On Wed, Oct 8, 2014 at 5:59 PM, Tab Atkins Jr. <jackalmage@gmail.com> wrote:

> On Wed, Oct 8, 2014 at 1:31 AM, Tobie Langel <tobie.langel@gmail.com>
> wrote:
> > On Wed, Oct 8, 2014 at 9:51 AM, Tab Atkins Jr. <jackalmage@gmail.com>
> wrote:
> >>
> >> The question is whether it's not natural to assume that *if the promise
> >> fulfills*, that means they got permission. This allows them to do things
> >> like using Promise.all() to join multiple permission requests together
> and
> >> get a nice combined promise that fulfills when everything succeeds,
> >
> >
> > This is as simple as:
> >
> > Promise.all(permissionRequests).then(function(results) {
> >     if (results.every(x => x === "granted")) // …
> > });
> >
> > But I don't think it's the right approach to handling permissions in
> > general. Developers should handle granted permissions as progressive
> > enhancements, not balk when they don't get all the permissions they
> > required.

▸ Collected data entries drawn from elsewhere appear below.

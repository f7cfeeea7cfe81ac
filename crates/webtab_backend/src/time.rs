use std::time::{SystemTime, UNIX_EPOCH};
use time::OffsetDateTime;
use time::format_description::well_known::Rfc3339;
use time::macros::format_description;

pub(crate) fn unix_epoch_seconds_now() -> i64 {
    SystemTime::now()
        .duration_since(UNIX_EPOCH)
        .unwrap_or_default()
        .as_secs() as i64
}

pub(crate) fn unix_epoch_millis_now() -> u128 {
    SystemTime::now()
        .duration_since(UNIX_EPOCH)
        .unwrap_or_default()
        .as_millis()
}

#[cfg(test)]
pub(crate) fn unix_epoch_nanos_now() -> u128 {
    SystemTime::now()
        .duration_since(UNIX_EPOCH)
        .unwrap_or_default()
        .as_nanos()
}

/// ISO-8601 instant in UTC, millisecond precision.
pub(crate) fn iso8601_timestamp(at: OffsetDateTime) -> anyhow::Result<String> {
    let at = at.to_offset(time::UtcOffset::UTC);
    let at = at.replace_millisecond(at.millisecond())?;
    Ok(at.format(&Rfc3339)?)
}

/// `YYYY-MM-DD` of the UTC day containing `at`.
pub(crate) fn iso8601_date(at: OffsetDateTime) -> anyhow::Result<String> {
    let date = at.to_offset(time::UtcOffset::UTC).date();
    Ok(date.format(format_description!("[year]-[month]-[day]"))?)
}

Using exceptions for denied permissions sends a completely
> wrong
> > message imho, especially when it's combined with Promise.all.
>
> I don't think moral arguments really have a place here.  Whatever
> mitigation code that authors write to handle failed permissions can go
> in the reject handler exactly as easily as in the fulfill handler.
> That we believe authors should handle permission failures
> intelligently doesn't, itself, mean that we should make the success
> path less convenient.
>

I don't see how your definition of success is less of a moral argument than
mine, but I'm happy to be enlightened.